Collected data
↓↓↓

//! Plain-name DNS discovery.
//!
//! Resolves a hostname to its A/AAAA records and pairs every address with a
//! fixed port. An environment variable holding a comma-separated list of
//! `host:port` entries replaces resolution entirely when set.

use std::{fmt, sync::Arc};

use async_trait::async_trait;
use peerdisco_types::ClientStats;
use snafu::{ResultExt, ensure};
use tracing::debug;

use super::{LookupState, NameResolver, SystemResolver, hostport};
use crate::{
    client::{AddressResolver, DiscoveryClient},
    config::DnsConfig,
    error::{InvalidOverrideAddressSnafu, ResolutionSnafu, Result},
};

/// Mode tag reported by [`DnsClient`].
pub const MODE: &str = "dns";

type EnvSource = Arc<dyn Fn(&str) -> Option<String> + Send + Sync>;

/// Discovers peers by resolving a single hostname.
pub struct DnsClient {
    config: DnsConfig,
    resolver: Arc<dyn NameResolver>,
    env: EnvSource,
    state: LookupState,
}

impl DnsClient {
    /// Creates a client that resolves through the system resolver.
    #[must_use]
    pub fn new(config: DnsConfig) -> Self {
        Self::with_resolver(config, Arc::new(SystemResolver::new()))
    }

    /// Creates a client that resolves through `resolver`.
    pub fn with_resolver(config: DnsConfig, resolver: Arc<dyn NameResolver>) -> Self {
        Self {
            config,
            resolver,
            env: Arc::new(|var: &str| std::env::var(var).ok()),
            state: LookupState::default(),
        }
    }

    /// Replaces the source consulted for the address override.
    ///
    /// Defaults to the process environment.
    #[must_use]
    pub fn with_env_source<F>(mut self, source: F) -> Self
    where
        F: Fn(&str) -> Option<String> + Send + Sync + 'static,
    {
        self.env = Arc::new(source);
        self
    }

    /// Returns the configuration.
    #[must_use]
    pub fn config(&self) -> &DnsConfig {
        &self.config
    }

    fn override_addresses(&self) -> Option<String> {
        let var = self.config.override_env()?;
        (self.env)(var).filter(|value| !value.trim().is_empty())
    }

    async fn resolve(&self) -> Result<Vec<String>> {
        if let Some(value) = self.override_addresses() {
            let addrs = parse_override(&value)?;
            debug!(count = addrs.len(), "Using DNS address override");
            return Ok(addrs);
        }

        let name = self.config.name();
        let ips = self.resolver.lookup_ip(name).await.context(ResolutionSnafu { name })?;
        let port = self.config.port();
        let addrs: Vec<String> =
            ips.iter().map(|ip| hostport::join_host_port(&ip.to_string(), port)).collect();
        debug!(name, count = addrs.len(), "Resolved DNS peers");
        Ok(addrs)
    }
}

/// Parses a comma-separated override list.
///
/// Entries are trimmed and returned in order. Every entry must be a valid
/// `host:port`; one malformed entry rejects the whole list.
///
/// # Errors
///
/// Returns `DiscoError::InvalidOverrideAddress` naming the first malformed entry.
pub fn parse_override(value: &str) -> Result<Vec<String>> {
    let mut addrs = Vec::new();
    for entry in value.split(',').map(str::trim) {
        ensure!(hostport::is_host_port(entry), InvalidOverrideAddressSnafu { entry });
        addrs.push(entry.to_owned());
    }
    Ok(addrs)
}

impl fmt::Debug for DnsClient {
    fn fmt(&self, f: &mut fmt::Formatter<'_>) -> fmt::Result {
        f.debug_struct("DnsClient")
            .field("config", &self.config)
            .field("resolver", &self.resolver)
            .field("state", &self.state)
            .finish_non_exhaustive()
    }
}

impl fmt::Display for DnsClient {
    fn fmt(&self, f: &mut fmt::Formatter<'_>) -> fmt::Result {
        f.write_str(MODE)
    }
}

impl DiscoveryClient for DnsClient {
    fn mode(&self) -> &'static str {
        MODE
    }

    fn stats(&self) -> ClientStats {
        let stats = ClientStats::new(MODE)
            .with_target("name", self.config.name())
            .with_target("port", self.config.port());
        let stats = match self.config.override_env() {
            Some(var) => stats.with_target("override_env", var),
            None => stats,
        };
        self.state.fill_stats(stats)
    }
}

#[async_trait]
impl AddressResolver for DnsClient {
    async fn lookup(&self) -> Result<Vec<String>> {
        let result = self.resolve().await;
        self.state.observe(result)
    }
}

#[cfg(test)]
#[allow(clippy::unwrap_used, clippy::expect_used)]
mod tests {
    use std::net::IpAddr;

    use super::*;
    use crate::{error::ErrorKind, mock::StaticResolver};

    fn ip(s: &str) -> IpAddr {
        s.parse().unwrap()
    }

    fn client(resolver: &StaticResolver, config: DnsConfig) -> DnsClient {
        DnsClient::with_resolver(config, Arc::new(resolver.clone())).with_env_source(|_| None)
    }

    #[tokio::test]
    async fn test_single_address() {
        let resolver = StaticResolver::new().with_ips("rqlite", [ip("8.8.8.8")]);
        let client = client(&resolver, DnsConfig::default());

        let addrs = client.lookup().await.expect("lookup");
        assert_eq!(addrs, ["8.8.8.8:4001"]);
        assert_eq!(resolver.ip_lookups(), ["rqlite"]);
    }

    #[tokio::test]
    async fn test_multiple_addresses_keep_resolver_order() {
        let resolver = StaticResolver::new().with_ips("qux", [ip("1.2.3.4"), ip("5.6.7.8")]);
        let config = DnsConfig::builder().name("qux").port(8080).build();
        let client = client(&resolver, config);

        let addrs = client.lookup().await.expect("lookup");
        assert_eq!(addrs, ["1.2.3.4:8080", "5.6.7.8:8080"]);
    }

    #[tokio::test]
    async fn test_ipv6_is_bracketed() {
        let resolver = StaticResolver::new().with_ips("rqlite", [ip("2001:db8::68")]);
        let client = client(&resolver, DnsConfig::default());

        assert_eq!(client.lookup().await.expect("lookup"), ["[2001:db8::68]:4001"]);
    }

    #[tokio::test]
    async fn test_no_records_is_empty_success() {
        let resolver = StaticResolver::new().with_ips("rqlite", Vec::<IpAddr>::new());
        let client = client(&resolver, DnsConfig::default());

        assert!(client.lookup().await.expect("lookup").is_empty());
        assert!(client.stats().last_contact.is_some());
    }

    #[tokio::test]
    async fn test_resolution_failure_names_host() {
        let resolver = StaticResolver::new().with_failing_host("rqlite");
        let client = client(&resolver, DnsConfig::default());

        let err = client.lookup().await.unwrap_err();
        assert_eq!(err.kind(), ErrorKind::Resolution);
        assert!(err.to_string().contains("rqlite"));
    }

    #[tokio::test]
    async fn test_override_wins_over_resolution() {
        let resolver = StaticResolver::new().with_ips("rqlite", [ip("8.8.8.8")]);
        let client = DnsClient::with_resolver(DnsConfig::default(), Arc::new(resolver.clone()))
            .with_env_source(|var| {
                (var == "PEERDISCO_DNS_ADDRESSES").then(|| "1.2.3.4:4001".to_owned())
            });

        assert_eq!(client.lookup().await.expect("lookup"), ["1.2.3.4:4001"]);
        assert!(resolver.ip_lookups().is_empty());
    }

    #[tokio::test]
    async fn test_malformed_override_fails_whole_call() {
        let resolver = StaticResolver::new().with_ips("rqlite", [ip("8.8.8.8")]);
        let client = DnsClient::with_resolver(DnsConfig::default(), Arc::new(resolver))
            .with_env_source(|_| Some("1.2.3.4:4001,5.6.7.8".to_owned()));

        let err = client.lookup().await.unwrap_err();
        assert_eq!(err.kind(), ErrorKind::OverrideFormat);
        assert!(err.to_string().contains("5.6.7.8"));
        assert!(client.stats().last_addresses.is_none());
    }

    #[tokio::test]
    async fn test_blank_override_falls_back_to_resolution() {
        let resolver = StaticResolver::new().with_ips("rqlite", [ip("8.8.8.8")]);
        let client = DnsClient::with_resolver(DnsConfig::default(), Arc::new(resolver))
            .with_env_source(|_| Some("  ".to_owned()));

        assert_eq!(client.lookup().await.expect("lookup"), ["8.8.8.8:4001"]);
    }

    #[tokio::test]
    async fn test_disabled_override_is_never_read() {
        let resolver = StaticResolver::new().with_ips("rqlite", [ip("8.8.8.8")]);
        let config = DnsConfig::builder().override_env("").build();
        let client = DnsClient::with_resolver(config, Arc::new(resolver))
            .with_env_source(|_| Some("1.2.3.4:4001".to_owned()));

        assert_eq!(client.lookup().await.expect("lookup"), ["8.8.8.8:4001"]);
        assert!(client.stats().target("override_env").is_none());
    }

    #[tokio::test]
    async fn test_stats_keep_last_success_after_failure() {
        let resolver = StaticResolver::new().with_ips("rqlite", [ip("8.8.8.8")]);
        let client = client(&resolver, DnsConfig::default());
        client.lookup().await.expect("lookup");

        resolver.fail_host("rqlite");
        assert!(client.lookup().await.is_err());

        let stats = client.stats();
        assert_eq!(stats.mode, "dns");
        assert_eq!(stats.last_addresses, Some(vec!["8.8.8.8:4001".to_owned()]));
        assert!(stats.last_error.is_some());
        assert_eq!(stats.target("name"), Some(&serde_json::json!("rqlite")));
        assert_eq!(stats.target("port"), Some(&serde_json::json!(4001)));
    }

    #[tokio::test]
    async fn test_lookup_urls() {
        let resolver = StaticResolver::new().with_ips("rqlite", [ip("8.8.8.8")]);
        let client = client(&resolver, DnsConfig::default());

        let urls = client.lookup_urls().await.expect("lookup urls");
        let schemes: Vec<&str> = urls.iter().map(url::Url::scheme).collect();
        assert_eq!(schemes, ["http", "https", "raft"]);
    }

    #[test]
    fn test_display_is_mode() {
        let client = client(&StaticResolver::new(), DnsConfig::default());
        assert_eq!(client.to_string(), "dns");
        assert_eq!(client.mode(), "dns");
    }

    #[test]
    fn test_parse_override_trims_entries() {
        let addrs = parse_override(" 1.2.3.4:4001 , [::1]:4002").expect("parse");
        assert_eq!(addrs, ["1.2.3.4:4001", "[::1]:4002"]);
    }

    #[test]
    fn test_parse_override_rejects_empty_entry() {
        let err = parse_override("1.2.3.4:4001,").unwrap_err();
        assert_eq!(err.kind(), ErrorKind::OverrideFormat);
    }
}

↑↑↑

What the task asks – Please print the records above exactly from their first line. End with the line containing "Self::with_resolver(config, Arc::new(SystemResolver::new()))", and include it.

Worked solution –
//! Plain-name DNS discovery.
//!
//! Resolves a hostname to its A/AAAA records and pairs every address with a
//! fixed port. An environment variable holding a comma-separated list of
//! `host:port` entries replaces resolution entirely when set.

use std::{fmt, sync::Arc};

use async_trait::async_trait;
use peerdisco_types::ClientStats;
use snafu::{ResultExt, ensure};
use tracing::debug;

use super::{LookupState, NameResolver, SystemResolver, hostport};
use crate::{
    client::{AddressResolver, DiscoveryClient},
    config::DnsConfig,
    error::{InvalidOverrideAddressSnafu, ResolutionSnafu, Result},
};

/// Mode tag reported by [`DnsClient`].
pub const MODE: &str = "dns";

type EnvSource = Arc<dyn Fn(&str) -> Option<String> + Send + Sync>;

/// Discovers peers by resolving a single hostname.
pub struct DnsClient {
    config: DnsConfig,
    resolver: Arc<dyn NameResolver>,
    env: EnvSource,
    state: LookupState,
}

impl DnsClient {
    /// Creates a client that resolves through the system resolver.
    #[must_use]
    pub fn new(config: DnsConfig) -> Self {
        Self::with_resolver(config, Arc::new(SystemResolver::new()))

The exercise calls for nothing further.